TASK ▸ Lines containing the word "tests" are to be copied from the data below.

PROVIDED ENTRIES ▸
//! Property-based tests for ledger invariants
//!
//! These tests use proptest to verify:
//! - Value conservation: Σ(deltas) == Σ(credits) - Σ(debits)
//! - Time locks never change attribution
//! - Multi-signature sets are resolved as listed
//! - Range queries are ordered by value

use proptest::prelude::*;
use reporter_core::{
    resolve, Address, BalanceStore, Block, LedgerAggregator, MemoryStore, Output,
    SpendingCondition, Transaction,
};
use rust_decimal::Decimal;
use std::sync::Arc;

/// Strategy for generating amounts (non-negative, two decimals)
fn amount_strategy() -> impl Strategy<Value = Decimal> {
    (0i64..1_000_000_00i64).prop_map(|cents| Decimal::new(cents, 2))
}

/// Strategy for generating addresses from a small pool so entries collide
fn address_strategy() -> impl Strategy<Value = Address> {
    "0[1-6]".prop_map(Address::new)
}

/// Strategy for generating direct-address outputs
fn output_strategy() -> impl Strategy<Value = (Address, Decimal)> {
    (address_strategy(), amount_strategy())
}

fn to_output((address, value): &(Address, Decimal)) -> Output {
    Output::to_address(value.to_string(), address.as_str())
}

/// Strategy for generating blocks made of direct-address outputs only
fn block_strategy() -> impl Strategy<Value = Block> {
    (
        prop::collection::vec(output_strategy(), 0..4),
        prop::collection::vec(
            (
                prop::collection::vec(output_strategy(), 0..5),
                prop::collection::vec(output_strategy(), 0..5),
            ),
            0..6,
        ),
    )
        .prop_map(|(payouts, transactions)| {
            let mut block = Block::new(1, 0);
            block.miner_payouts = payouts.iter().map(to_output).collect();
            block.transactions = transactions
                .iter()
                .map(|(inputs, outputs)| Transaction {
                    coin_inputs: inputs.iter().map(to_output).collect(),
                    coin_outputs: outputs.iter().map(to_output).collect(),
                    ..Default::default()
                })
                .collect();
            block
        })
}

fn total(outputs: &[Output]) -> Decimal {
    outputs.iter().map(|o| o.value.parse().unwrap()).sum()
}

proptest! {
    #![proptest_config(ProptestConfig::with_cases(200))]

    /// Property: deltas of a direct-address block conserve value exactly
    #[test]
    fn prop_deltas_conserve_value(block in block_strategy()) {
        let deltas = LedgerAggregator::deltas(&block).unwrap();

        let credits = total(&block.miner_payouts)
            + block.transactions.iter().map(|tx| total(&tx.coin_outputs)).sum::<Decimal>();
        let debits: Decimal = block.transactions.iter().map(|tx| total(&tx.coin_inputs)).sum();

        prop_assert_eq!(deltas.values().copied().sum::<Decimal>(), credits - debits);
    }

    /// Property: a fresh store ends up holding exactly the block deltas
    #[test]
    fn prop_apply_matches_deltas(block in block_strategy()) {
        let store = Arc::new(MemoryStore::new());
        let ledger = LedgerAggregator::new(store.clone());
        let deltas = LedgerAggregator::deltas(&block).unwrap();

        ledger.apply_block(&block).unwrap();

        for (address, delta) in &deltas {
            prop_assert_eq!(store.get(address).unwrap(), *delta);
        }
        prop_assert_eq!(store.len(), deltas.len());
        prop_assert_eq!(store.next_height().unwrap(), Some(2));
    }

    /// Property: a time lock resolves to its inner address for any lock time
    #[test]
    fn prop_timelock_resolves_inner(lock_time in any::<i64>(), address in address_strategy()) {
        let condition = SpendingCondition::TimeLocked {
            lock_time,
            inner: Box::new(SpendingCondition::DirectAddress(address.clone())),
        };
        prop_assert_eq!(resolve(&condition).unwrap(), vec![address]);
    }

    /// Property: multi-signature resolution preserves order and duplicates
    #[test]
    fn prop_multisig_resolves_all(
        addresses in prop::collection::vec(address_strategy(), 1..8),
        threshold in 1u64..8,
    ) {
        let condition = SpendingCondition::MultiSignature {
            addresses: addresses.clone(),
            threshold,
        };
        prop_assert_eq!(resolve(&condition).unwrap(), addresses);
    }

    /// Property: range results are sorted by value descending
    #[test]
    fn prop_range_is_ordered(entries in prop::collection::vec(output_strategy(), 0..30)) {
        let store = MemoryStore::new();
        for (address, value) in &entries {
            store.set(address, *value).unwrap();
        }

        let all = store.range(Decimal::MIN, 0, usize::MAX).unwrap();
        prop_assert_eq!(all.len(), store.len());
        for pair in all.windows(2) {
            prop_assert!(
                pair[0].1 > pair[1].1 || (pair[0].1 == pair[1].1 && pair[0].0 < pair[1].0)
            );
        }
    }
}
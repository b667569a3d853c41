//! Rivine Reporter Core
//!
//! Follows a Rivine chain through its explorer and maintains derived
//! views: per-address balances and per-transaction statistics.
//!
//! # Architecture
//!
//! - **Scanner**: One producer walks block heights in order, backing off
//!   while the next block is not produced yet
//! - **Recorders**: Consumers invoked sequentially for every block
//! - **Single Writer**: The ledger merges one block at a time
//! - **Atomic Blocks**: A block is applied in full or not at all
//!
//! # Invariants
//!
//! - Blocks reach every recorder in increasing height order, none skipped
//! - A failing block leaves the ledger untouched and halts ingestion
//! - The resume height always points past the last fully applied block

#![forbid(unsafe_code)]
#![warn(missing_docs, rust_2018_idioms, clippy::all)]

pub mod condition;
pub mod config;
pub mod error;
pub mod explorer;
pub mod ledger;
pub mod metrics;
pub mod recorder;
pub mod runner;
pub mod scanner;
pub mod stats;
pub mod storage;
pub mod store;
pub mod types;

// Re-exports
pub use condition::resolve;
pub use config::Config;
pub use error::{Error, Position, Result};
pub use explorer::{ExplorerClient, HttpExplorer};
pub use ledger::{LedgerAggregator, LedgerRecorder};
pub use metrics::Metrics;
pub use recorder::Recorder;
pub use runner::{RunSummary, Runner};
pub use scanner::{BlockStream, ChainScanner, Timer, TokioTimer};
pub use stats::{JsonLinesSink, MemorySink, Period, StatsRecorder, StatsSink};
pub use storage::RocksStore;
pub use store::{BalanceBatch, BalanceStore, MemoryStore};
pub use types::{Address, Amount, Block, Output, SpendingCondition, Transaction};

OUTPUT FOR THIS TASK ▸
//! Property-based tests for ledger invariants
//! These tests use proptest to verify:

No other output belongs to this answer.